* About this exercise
The word "profilePicture" marks the lines you need; copy each of them from the data.

* Record excerpts
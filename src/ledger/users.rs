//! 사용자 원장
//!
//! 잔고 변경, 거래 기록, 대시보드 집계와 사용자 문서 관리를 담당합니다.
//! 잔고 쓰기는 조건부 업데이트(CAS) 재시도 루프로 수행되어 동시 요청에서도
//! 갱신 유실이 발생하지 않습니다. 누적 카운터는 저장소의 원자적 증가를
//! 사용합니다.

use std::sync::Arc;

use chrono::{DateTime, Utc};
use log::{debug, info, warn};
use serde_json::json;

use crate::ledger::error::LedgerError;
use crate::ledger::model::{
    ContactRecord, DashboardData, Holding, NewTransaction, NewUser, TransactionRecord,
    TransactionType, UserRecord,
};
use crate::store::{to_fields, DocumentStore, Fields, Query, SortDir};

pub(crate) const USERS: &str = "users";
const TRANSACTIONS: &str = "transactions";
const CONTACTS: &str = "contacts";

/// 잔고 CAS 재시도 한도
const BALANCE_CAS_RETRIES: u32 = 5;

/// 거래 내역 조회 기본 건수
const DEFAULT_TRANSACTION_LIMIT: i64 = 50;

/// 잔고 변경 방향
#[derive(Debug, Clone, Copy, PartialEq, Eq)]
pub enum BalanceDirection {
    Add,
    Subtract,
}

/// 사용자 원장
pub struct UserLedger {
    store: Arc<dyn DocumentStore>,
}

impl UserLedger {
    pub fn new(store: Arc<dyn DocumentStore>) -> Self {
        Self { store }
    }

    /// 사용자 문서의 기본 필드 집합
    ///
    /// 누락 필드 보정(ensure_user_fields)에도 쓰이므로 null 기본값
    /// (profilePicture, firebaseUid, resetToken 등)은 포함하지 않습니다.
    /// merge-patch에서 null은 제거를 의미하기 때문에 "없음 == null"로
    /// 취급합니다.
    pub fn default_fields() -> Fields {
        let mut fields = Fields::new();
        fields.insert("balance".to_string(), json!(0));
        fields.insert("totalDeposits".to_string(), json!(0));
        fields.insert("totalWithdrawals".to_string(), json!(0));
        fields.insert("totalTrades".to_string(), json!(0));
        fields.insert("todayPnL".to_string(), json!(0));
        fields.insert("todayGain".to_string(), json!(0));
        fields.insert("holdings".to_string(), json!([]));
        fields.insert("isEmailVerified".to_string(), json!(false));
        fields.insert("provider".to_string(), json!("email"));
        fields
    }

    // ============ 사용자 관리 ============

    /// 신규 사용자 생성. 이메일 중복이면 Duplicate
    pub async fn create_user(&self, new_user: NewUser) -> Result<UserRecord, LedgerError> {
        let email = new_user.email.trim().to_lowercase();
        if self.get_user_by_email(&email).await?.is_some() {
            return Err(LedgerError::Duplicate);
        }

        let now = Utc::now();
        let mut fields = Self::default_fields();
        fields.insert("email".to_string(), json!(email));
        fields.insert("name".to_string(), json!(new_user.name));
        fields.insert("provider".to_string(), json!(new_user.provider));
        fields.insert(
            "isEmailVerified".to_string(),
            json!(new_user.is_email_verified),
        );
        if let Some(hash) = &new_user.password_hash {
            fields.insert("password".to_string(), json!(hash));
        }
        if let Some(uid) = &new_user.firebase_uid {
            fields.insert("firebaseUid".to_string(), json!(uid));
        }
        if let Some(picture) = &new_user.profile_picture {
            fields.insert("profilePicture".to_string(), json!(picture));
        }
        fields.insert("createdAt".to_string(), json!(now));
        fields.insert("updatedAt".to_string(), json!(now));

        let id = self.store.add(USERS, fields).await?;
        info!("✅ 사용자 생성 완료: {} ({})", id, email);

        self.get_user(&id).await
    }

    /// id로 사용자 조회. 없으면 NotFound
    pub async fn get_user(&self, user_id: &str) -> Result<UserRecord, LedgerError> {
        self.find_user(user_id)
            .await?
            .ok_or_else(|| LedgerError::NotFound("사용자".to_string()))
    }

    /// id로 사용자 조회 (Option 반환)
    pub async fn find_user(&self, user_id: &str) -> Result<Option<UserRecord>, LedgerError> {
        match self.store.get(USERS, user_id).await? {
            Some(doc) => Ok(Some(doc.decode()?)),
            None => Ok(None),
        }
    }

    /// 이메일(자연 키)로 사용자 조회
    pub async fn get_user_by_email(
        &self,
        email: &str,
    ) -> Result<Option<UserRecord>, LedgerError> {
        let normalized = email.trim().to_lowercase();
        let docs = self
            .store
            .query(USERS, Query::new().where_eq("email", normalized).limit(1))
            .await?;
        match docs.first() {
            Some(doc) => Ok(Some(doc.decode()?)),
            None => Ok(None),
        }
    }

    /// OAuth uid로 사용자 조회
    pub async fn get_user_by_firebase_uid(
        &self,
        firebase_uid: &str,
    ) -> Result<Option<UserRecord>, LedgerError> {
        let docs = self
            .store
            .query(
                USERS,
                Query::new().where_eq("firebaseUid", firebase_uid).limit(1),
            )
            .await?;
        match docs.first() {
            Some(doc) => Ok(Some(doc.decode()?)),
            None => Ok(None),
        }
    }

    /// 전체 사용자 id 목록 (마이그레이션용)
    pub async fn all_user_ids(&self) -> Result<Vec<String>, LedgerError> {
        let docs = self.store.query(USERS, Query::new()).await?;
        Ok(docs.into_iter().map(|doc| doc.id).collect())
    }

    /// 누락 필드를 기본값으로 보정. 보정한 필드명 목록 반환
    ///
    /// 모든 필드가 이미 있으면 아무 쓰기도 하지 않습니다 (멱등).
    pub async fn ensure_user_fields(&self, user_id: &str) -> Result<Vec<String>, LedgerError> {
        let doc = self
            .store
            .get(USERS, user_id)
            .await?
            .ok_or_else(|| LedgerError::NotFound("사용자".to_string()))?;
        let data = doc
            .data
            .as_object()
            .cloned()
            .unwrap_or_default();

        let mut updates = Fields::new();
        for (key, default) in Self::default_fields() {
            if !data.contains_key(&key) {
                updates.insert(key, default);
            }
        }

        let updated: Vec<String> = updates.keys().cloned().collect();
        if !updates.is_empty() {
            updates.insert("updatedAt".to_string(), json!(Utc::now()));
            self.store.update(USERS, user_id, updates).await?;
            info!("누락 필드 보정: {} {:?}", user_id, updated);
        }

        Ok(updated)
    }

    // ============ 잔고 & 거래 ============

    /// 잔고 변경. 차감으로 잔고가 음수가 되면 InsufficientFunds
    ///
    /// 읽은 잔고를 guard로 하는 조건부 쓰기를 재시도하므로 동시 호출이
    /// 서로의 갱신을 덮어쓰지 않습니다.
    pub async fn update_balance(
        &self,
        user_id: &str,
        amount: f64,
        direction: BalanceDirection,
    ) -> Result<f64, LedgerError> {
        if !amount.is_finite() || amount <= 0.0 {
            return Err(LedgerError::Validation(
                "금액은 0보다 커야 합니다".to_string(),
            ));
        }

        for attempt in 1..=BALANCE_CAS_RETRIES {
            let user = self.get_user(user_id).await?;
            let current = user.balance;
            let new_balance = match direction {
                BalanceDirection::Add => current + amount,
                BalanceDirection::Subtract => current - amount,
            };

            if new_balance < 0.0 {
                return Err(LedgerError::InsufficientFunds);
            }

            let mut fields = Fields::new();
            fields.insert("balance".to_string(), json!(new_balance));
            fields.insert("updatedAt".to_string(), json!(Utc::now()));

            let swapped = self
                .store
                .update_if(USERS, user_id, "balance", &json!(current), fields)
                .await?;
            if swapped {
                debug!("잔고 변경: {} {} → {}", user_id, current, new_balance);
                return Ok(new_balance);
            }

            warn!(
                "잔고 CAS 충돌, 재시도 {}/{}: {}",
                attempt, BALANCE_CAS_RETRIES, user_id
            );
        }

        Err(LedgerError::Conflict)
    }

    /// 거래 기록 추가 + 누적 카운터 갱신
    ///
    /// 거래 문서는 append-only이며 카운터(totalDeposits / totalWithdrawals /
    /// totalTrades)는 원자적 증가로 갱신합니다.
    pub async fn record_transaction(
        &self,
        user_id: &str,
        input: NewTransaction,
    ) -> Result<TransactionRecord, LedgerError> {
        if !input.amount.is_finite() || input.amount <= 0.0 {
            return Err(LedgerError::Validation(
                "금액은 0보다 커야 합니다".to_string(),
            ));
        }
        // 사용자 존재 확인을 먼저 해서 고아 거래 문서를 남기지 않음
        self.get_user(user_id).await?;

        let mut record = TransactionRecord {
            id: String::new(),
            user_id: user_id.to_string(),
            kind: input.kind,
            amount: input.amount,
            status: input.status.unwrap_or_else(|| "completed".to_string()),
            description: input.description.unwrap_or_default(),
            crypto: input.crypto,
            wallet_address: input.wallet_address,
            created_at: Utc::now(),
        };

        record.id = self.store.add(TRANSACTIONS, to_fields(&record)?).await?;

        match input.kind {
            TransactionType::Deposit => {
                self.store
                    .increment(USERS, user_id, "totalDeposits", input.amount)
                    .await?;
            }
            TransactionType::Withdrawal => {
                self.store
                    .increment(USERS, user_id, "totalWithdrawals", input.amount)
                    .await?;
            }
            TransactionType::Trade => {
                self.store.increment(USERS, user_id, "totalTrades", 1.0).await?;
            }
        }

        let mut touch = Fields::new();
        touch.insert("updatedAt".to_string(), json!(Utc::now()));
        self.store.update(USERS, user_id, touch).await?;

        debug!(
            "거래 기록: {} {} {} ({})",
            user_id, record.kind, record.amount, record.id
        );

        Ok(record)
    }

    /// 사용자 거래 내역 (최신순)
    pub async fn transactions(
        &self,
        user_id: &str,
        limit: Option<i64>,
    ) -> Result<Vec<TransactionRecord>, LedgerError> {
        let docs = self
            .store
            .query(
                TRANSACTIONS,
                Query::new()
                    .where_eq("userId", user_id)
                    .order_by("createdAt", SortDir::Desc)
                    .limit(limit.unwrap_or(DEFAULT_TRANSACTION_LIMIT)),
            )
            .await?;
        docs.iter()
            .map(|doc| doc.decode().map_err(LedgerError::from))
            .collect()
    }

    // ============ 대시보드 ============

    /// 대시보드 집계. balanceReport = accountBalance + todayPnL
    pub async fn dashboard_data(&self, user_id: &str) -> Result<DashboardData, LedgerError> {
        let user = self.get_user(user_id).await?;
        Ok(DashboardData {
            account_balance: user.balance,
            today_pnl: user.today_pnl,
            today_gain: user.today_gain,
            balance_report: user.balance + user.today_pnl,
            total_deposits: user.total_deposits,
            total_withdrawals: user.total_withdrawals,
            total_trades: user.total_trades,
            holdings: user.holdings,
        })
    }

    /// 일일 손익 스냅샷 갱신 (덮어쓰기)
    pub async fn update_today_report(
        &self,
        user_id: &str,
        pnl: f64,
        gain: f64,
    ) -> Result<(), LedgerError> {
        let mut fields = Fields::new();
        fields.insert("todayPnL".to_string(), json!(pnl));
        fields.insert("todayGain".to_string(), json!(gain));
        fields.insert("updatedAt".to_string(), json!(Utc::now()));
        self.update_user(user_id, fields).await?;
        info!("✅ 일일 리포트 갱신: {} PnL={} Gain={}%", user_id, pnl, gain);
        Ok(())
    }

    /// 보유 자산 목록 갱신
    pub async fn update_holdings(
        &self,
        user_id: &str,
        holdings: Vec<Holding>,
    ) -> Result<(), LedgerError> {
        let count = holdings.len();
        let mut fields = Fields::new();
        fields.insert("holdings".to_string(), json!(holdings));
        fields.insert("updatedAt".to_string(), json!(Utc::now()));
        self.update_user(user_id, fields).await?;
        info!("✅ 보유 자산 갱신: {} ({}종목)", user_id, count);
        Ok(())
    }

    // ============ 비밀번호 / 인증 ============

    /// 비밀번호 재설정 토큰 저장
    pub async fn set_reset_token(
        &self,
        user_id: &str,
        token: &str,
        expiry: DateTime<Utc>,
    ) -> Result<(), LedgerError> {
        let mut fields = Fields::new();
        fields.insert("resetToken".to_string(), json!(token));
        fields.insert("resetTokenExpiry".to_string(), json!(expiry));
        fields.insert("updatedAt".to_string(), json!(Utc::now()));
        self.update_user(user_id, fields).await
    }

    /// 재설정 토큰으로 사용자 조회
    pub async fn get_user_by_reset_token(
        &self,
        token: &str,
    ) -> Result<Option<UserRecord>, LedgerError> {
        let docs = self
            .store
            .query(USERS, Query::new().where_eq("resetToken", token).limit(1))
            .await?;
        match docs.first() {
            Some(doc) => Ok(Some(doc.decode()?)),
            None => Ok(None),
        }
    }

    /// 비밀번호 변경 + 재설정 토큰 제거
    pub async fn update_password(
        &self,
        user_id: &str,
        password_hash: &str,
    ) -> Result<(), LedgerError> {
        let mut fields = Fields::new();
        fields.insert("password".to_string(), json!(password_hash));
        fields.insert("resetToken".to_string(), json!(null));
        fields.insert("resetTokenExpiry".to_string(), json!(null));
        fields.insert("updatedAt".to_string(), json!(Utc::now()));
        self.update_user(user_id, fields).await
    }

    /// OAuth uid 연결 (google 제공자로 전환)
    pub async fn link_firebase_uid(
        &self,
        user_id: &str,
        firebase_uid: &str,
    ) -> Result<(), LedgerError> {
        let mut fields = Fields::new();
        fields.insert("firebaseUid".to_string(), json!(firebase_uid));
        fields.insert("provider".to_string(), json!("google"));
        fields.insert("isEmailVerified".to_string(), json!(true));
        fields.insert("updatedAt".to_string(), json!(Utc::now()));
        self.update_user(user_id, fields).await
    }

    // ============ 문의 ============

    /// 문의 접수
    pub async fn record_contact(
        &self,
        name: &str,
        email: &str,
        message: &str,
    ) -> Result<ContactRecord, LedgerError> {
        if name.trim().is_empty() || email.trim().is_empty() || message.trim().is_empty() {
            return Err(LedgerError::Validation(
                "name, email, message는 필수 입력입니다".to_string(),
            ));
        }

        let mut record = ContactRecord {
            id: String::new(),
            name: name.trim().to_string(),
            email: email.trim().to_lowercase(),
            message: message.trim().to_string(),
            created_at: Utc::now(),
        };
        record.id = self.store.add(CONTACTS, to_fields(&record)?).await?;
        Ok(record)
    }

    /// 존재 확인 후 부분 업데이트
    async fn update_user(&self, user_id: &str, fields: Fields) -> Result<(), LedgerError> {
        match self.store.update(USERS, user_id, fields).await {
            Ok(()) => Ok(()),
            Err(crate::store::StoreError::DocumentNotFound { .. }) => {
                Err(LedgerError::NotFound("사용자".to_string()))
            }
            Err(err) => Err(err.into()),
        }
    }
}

* Exercise output
    /// (profilePicture, firebaseUid, resetToken 등)은 포함하지 않습니다.
            fields.insert("profilePicture".to_string(), json!(picture));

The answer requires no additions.